Art dealer Peter Stanley Gant and art conservator Mohamed Aman Siddique were found guilty by a jury of forging and selling Brett Whiteley paintings to the value of $3.6 million in May 2016. But last month — in an extraordinary reversal of fortunes — the pair’s convictions were quashed on appeal, when the Crown conceded that the jury’s verdict was likely to be “unsafe”, bringing to an end a fascinating and episodic courtroom drama.

The Victorian Court of Appeal yesterday released its judgment in the matter and it’s a gripping read. The 32-page document reads like the script of a great art-crime movie, and raised the issue that the Crown’s case was put in a way that may have caused the jury to make the wrong decision:

“We have not been privy to the reasons which led the prosecutor to approach their evidence as she did. Nor can we guess at them. The result was … the jury were left effectively to speculate about the import of the evidence of these two critical witnesses. Such speculation, which the prosecutor effectively invited by the manner in which she couched her closing address to the jury, may well have contributed to the error in the jury’s verdict.”

“It is not necessary to pursue this possibility. Nor is it useful now to contemplate how the Crown case, or the police investigation, might have been conducted differently. The critical point is that, as we have explained, the jury were bound to reject the Crown case as advanced before them, and to acquit both the accused.”

As was the case during the trial, Wendy Whiteley featured prominently in the judgment. In recent days, her dissatisfaction with the verdict has been widely reported.
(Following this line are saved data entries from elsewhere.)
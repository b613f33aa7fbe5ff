//! # DNS Cache
//!
//! Memoizes host lookups for the lifetime of a worker. Concurrent
//! [`DnsCache::resolve`] calls for the same host share one in-flight lookup
//! (single flight); the answer is cached until its TTL expires or the host
//! is invalidated. Failed lookups are not cached.
//!
//! ```text
//!   resolve(h) ──► Ready & fresh ─────────────► addrs
//!              ├─► Pending(gen) ── await ─────► addrs
//!              └─► absent ── spawn lookup(gen) ► Pending ─► Ready
//! ```

use async_trait::async_trait;
use futures::future::{BoxFuture, FutureExt, Shared};
use parking_lot::{Mutex, RwLock};
use serde::{Deserialize, Serialize};
use std::collections::HashMap;
use std::net::{IpAddr, SocketAddr};
use std::sync::atomic::{AtomicU64, Ordering};
use std::sync::Arc;
use std::time::{Duration, Instant};
use tracing::debug;

use surge_core::{ResolvedUrl, SurgeError, Url};

/// Source of address lookups
#[async_trait]
pub trait Resolver: Send + Sync + 'static {
    async fn lookup(&self, host: &str) -> std::io::Result<Vec<IpAddr>>;
}

/// Resolver backed by the operating system
#[derive(Clone, Copy, Debug, Default)]
pub struct SystemResolver;

#[async_trait]
impl Resolver for SystemResolver {
    async fn lookup(&self, host: &str) -> std::io::Result<Vec<IpAddr>> {
        let addrs = tokio::net::lookup_host((host, 0)).await?;
        Ok(addrs.map(|a| a.ip()).collect())
    }
}

type Lookup = Shared<BoxFuture<'static, Result<Arc<[IpAddr]>, String>>>;

enum Slot {
    Pending { generation: u64, lookup: Lookup },
    Ready { addrs: Arc<[IpAddr]>, expires: Instant },
}

/// Cache statistics
#[derive(Clone, Debug, Default, Serialize, Deserialize)]
pub struct DnsStats {
    /// Lookups actually issued to the resolver
    pub lookups: u64,
    /// Answers served from a ready entry
    pub hits: u64,
    /// Callers that joined an in-flight lookup
    pub coalesced: u64,
    pub failures: u64,
}

/// Single-flight, TTL-bounded host cache
pub struct DnsCache {
    resolver: Arc<dyn Resolver>,
    ttl: Duration,
    slots: Mutex<HashMap<String, Slot>>,
    generation: AtomicU64,
    stats: RwLock<DnsStats>,
}

impl DnsCache {
    pub fn new(resolver: Arc<dyn Resolver>, ttl: Duration) -> Self {
        Self {
            resolver,
            ttl,
            slots: Mutex::new(HashMap::new()),
            generation: AtomicU64::new(0),
            stats: RwLock::new(DnsStats::default()),
        }
    }

    /// Cache using the system resolver
    pub fn system(ttl: Duration) -> Self {
        Self::new(Arc::new(SystemResolver), ttl)
    }

    /// Resolve a URL's host, joining or starting a lookup as needed
    pub async fn resolve(&self, url: &Arc<Url>) -> Result<ResolvedUrl, SurgeError> {
        let host = url.host();
        if let Ok(ip) = host.parse::<IpAddr>() {
            return Ok(ResolvedUrl::new(
                url.clone(),
                Arc::from(vec![SocketAddr::new(ip, url.port())]),
            ));
        }

        let (generation, lookup) = {
            let mut slots = self.slots.lock();
            match slots.get(host) {
                Some(Slot::Ready { addrs, expires }) if *expires > Instant::now() => {
                    self.stats.write().hits += 1;
                    return Ok(with_port(url, addrs));
                }
                Some(Slot::Pending { generation, lookup }) => {
                    self.stats.write().coalesced += 1;
                    (*generation, lookup.clone())
                }
                _ => {
                    let generation = self.generation.fetch_add(1, Ordering::Relaxed);
                    let resolver = self.resolver.clone();
                    let owned = host.to_string();
                    let lookup: Lookup = async move {
                        match resolver.lookup(&owned).await {
                            Ok(addrs) if addrs.is_empty() => Err("no addresses".to_string()),
                            Ok(addrs) => Ok(Arc::from(addrs)),
                            Err(e) => Err(e.to_string()),
                        }
                    }
                    .boxed()
                    .shared();
                    slots.insert(
                        host.to_string(),
                        Slot::Pending {
                            generation,
                            lookup: lookup.clone(),
                        },
                    );
                    self.stats.write().lookups += 1;
                    debug!(host, "dns lookup started");
                    (generation, lookup)
                }
            }
        };

        let outcome = lookup.await;

        // Only the generation that is still installed may settle the slot;
        // an invalidation in the meantime wins.
        {
            let mut slots = self.slots.lock();
            let current = matches!(
                slots.get(host),
                Some(Slot::Pending { generation: g, .. }) if *g == generation
            );
            if current {
                match &outcome {
                    Ok(addrs) => {
                        slots.insert(
                            host.to_string(),
                            Slot::Ready {
                                addrs: addrs.clone(),
                                expires: Instant::now() + self.ttl,
                            },
                        );
                    }
                    Err(_) => {
                        slots.remove(host);
                        self.stats.write().failures += 1;
                    }
                }
            }
        }

        match outcome {
            Ok(addrs) => Ok(with_port(url, &addrs)),
            Err(reason) => Err(SurgeError::Dns {
                host: host.to_string(),
                reason,
            }),
        }
    }

    /// Forget a host; the next resolve performs a fresh lookup
    pub fn invalidate(&self, host: &str) {
        if self.slots.lock().remove(host).is_some() {
            debug!(host, "dns entry invalidated");
        }
    }

    pub fn stats(&self) -> DnsStats {
        self.stats.read().clone()
    }
}

fn with_port(url: &Arc<Url>, addrs: &Arc<[IpAddr]>) -> ResolvedUrl {
    let sockets: Vec<SocketAddr> = addrs
        .iter()
        .map(|ip| SocketAddr::new(*ip, url.port()))
        .collect();
    ResolvedUrl::new(url.clone(), Arc::from(sockets))
}

#[cfg(test)]
mod tests {
    use super::*;
    use std::sync::atomic::AtomicUsize;

    struct CountingResolver {
        calls: AtomicUsize,
        fail: bool,
    }

    #[async_trait]
    impl Resolver for CountingResolver {
        async fn lookup(&self, _host: &str) -> std::io::Result<Vec<IpAddr>> {
            self.calls.fetch_add(1, Ordering::SeqCst);
            tokio::time::sleep(Duration::from_millis(20)).await;
            if self.fail {
                return Err(std::io::Error::new(std::io::ErrorKind::NotFound, "nxdomain"));
            }
            Ok(vec!["10.0.0.7".parse().unwrap()])
        }
    }

    fn cache(fail: bool) -> (Arc<DnsCache>, Arc<CountingResolver>) {
        let resolver = Arc::new(CountingResolver {
            calls: AtomicUsize::new(0),
            fail,
        });
        let cache = Arc::new(DnsCache::new(resolver.clone(), Duration::from_secs(60)));
        (cache, resolver)
    }

    async fn burst(cache: &Arc<DnsCache>, url: &Arc<Url>, n: usize) {
        let mut handles = Vec::new();
        for _ in 0..n {
            let cache = cache.clone();
            let url = url.clone();
            handles.push(tokio::spawn(async move { cache.resolve(&url).await }));
        }
        for h in handles {
            let resolved = h.await.unwrap().unwrap();
            assert_eq!(resolved.addrs[0], "10.0.0.7:8080".parse().unwrap());
        }
    }

    #[tokio::test]
    async fn test_single_flight_then_invalidate() {
        let (cache, resolver) = cache(false);
        let url = Arc::new(Url::parse("http://svc.test:8080/").unwrap());

        burst(&cache, &url, 16).await;
        cache.invalidate("svc.test");
        burst(&cache, &url, 16).await;

        assert_eq!(resolver.calls.load(Ordering::SeqCst), 2);
        assert_eq!(cache.stats().lookups, 2);
    }

    #[tokio::test]
    async fn test_failures_are_not_cached() {
        let (cache, resolver) = cache(true);
        let url = Arc::new(Url::parse("http://gone.test/").unwrap());

        let err = cache.resolve(&url).await.unwrap_err();
        assert_eq!(err.kind(), surge_core::ErrorKind::Dns);
        assert!(cache.resolve(&url).await.is_err());
        assert_eq!(resolver.calls.load(Ordering::SeqCst), 2);
    }

    #[tokio::test]
    async fn test_ip_literal_skips_lookup() {
        let (cache, resolver) = cache(false);
        let url = Arc::new(Url::parse("http://127.0.0.1:9/").unwrap());
        let resolved = cache.resolve(&url).await.unwrap();
        assert_eq!(resolved.addrs.len(), 1);
        assert_eq!(resolver.calls.load(Ordering::SeqCst), 0);
    }
}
The Court of Appeal described some of the issues that the defence put forward in respect of her evidence:

“She was described by Gant’s counsel as an ‘advocate’ for Brett Whiteley, rather than an expert.”
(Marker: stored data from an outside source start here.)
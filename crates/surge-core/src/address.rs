//! Target addresses
//!
//! A [`Url`] is parsed once from its string form and then shared. The DNS
//! cache enriches it into a [`ResolvedUrl`] on first use; both are immutable.

use serde::{Deserialize, Serialize};
use std::fmt;
use std::net::SocketAddr;
use std::sync::Arc;

use crate::error::{Result, SurgeError};

/// Pool key: the (scheme, host, port) triple connections are reused under
#[derive(Clone, Debug, PartialEq, Eq, Hash, PartialOrd, Ord, Serialize, Deserialize)]
pub struct Origin {
    pub scheme: String,
    pub host: String,
    pub port: u16,
}

impl Origin {
    pub fn is_tls(&self) -> bool {
        is_tls_scheme(&self.scheme)
    }
}

impl fmt::Display for Origin {
    fn fmt(&self, f: &mut fmt::Formatter<'_>) -> fmt::Result {
        write!(f, "{}://{}:{}", self.scheme, self.host, self.port)
    }
}

/// Parsed target address
#[derive(Clone, Debug, PartialEq, Eq, Serialize, Deserialize)]
pub struct Url {
    raw: String,
    origin: Origin,
    path: String,
    query: Option<String>,
}

impl Url {
    /// Parse an absolute URL
    pub fn parse(input: &str) -> Result<Self> {
        let parsed = ::url::Url::parse(input).map_err(|e| SurgeError::InvalidUrl {
            url: input.to_string(),
            reason: e.to_string(),
        })?;
        Self::from_parsed(parsed)
    }

    fn from_parsed(parsed: ::url::Url) -> Result<Self> {
        let invalid = |reason: &str| SurgeError::InvalidUrl {
            url: parsed.as_str().to_string(),
            reason: reason.to_string(),
        };
        let scheme = parsed.scheme().to_ascii_lowercase();
        let host = parsed
            .host_str()
            .ok_or_else(|| invalid("missing host"))?
            .trim_start_matches('[')
            .trim_end_matches(']')
            .to_string();
        let port = parsed
            .port()
            .or_else(|| default_port(&scheme))
            .ok_or_else(|| invalid("missing port"))?;
        let path = match parsed.path() {
            "" => "/".to_string(),
            p => p.to_string(),
        };
        Ok(Self {
            raw: parsed.as_str().to_string(),
            origin: Origin { scheme, host, port },
            path,
            query: parsed.query().map(str::to_string),
        })
    }

    /// Resolve a `Location` value against this URL
    pub fn join(&self, location: &str) -> Result<Self> {
        let base = ::url::Url::parse(&self.raw).map_err(|e| SurgeError::InvalidUrl {
            url: self.raw.clone(),
            reason: e.to_string(),
        })?;
        let next = base.join(location).map_err(|e| SurgeError::InvalidUrl {
            url: location.to_string(),
            reason: e.to_string(),
        })?;
        Self::from_parsed(next)
    }

    pub fn as_str(&self) -> &str {
        &self.raw
    }

    pub fn origin(&self) -> &Origin {
        &self.origin
    }

    pub fn scheme(&self) -> &str {
        &self.origin.scheme
    }

    pub fn host(&self) -> &str {
        &self.origin.host
    }

    pub fn port(&self) -> u16 {
        self.origin.port
    }

    pub fn path(&self) -> &str {
        &self.path
    }

    pub fn query(&self) -> Option<&str> {
        self.query.as_deref()
    }

    pub fn is_tls(&self) -> bool {
        self.origin.is_tls()
    }

    /// Request target for the request line / `:path` pseudo-header
    pub fn path_and_query(&self) -> String {
        match &self.query {
            Some(q) => format!("{}?{}", self.path, q),
            None => self.path.clone(),
        }
    }

    /// Value for `Host` / `:authority`, omitting the scheme's default port
    pub fn authority(&self) -> String {
        let host = if self.origin.host.contains(':') {
            format!("[{}]", self.origin.host)
        } else {
            self.origin.host.clone()
        };
        if default_port(&self.origin.scheme) == Some(self.origin.port) {
            host
        } else {
            format!("{}:{}", host, self.origin.port)
        }
    }
}

impl fmt::Display for Url {
    fn fmt(&self, f: &mut fmt::Formatter<'_>) -> fmt::Result {
        f.write_str(&self.raw)
    }
}

/// Socket family of a resolved address set
#[derive(Clone, Copy, Debug, PartialEq, Eq, Hash, Serialize, Deserialize)]
pub enum AddrFamily {
    V4,
    V6,
}

/// A URL enriched with resolved socket addresses
#[derive(Clone, Debug)]
pub struct ResolvedUrl {
    pub url: Arc<Url>,
    pub addrs: Arc<[SocketAddr]>,
    pub family: AddrFamily,
}

impl ResolvedUrl {
    pub fn new(url: Arc<Url>, addrs: Arc<[SocketAddr]>) -> Self {
        let family = match addrs.first() {
            Some(SocketAddr::V6(_)) => AddrFamily::V6,
            _ => AddrFamily::V4,
        };
        Self { url, addrs, family }
    }

    pub fn is_tls(&self) -> bool {
        self.url.is_tls()
    }
}

fn is_tls_scheme(scheme: &str) -> bool {
    matches!(scheme, "https" | "wss" | "grpcs")
}

fn default_port(scheme: &str) -> Option<u16> {
    match scheme {
        "http" | "ws" | "grpc" => Some(80),
        "https" | "wss" | "grpcs" => Some(443),
        _ => None,
    }
}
“Wendy Whiteley accepted that she had thought that another Lavender Bay painting with a window, similar to Through the Window, Lavender Bay, was not a genuine Whiteley until she was shown a ‘sad’ photograph of Whiteley standing next to the painting. The defence contended that this meant that her opinion as to the genuineness or otherwise of the Lavender Bay paintings was essentially worthless.”

“Her evidence that Whiteley never did underdrawings on Lavender Bays was challenged. A clip from a film produced in 1989 showed Whiteley doing underdrawings, albeit not on paintings from the Lavender Bay series.”

“Wendy Whiteley also stated that Whiteley’s use of heroin was not conducive to creating great art. The defence relied on this to support the view that these paintings were created by Whiteley while he was under the influence of drugs.”

However, it may come as some small consolation that the ruling made no finding on the provenance of the work.

“It will be seen that our reasoning in no way depends upon this Court making any affirmative finding that the paintings offered for sale were painted by Brett Whiteley. To be clear, we make no such finding. Nor are we equipped to do so.”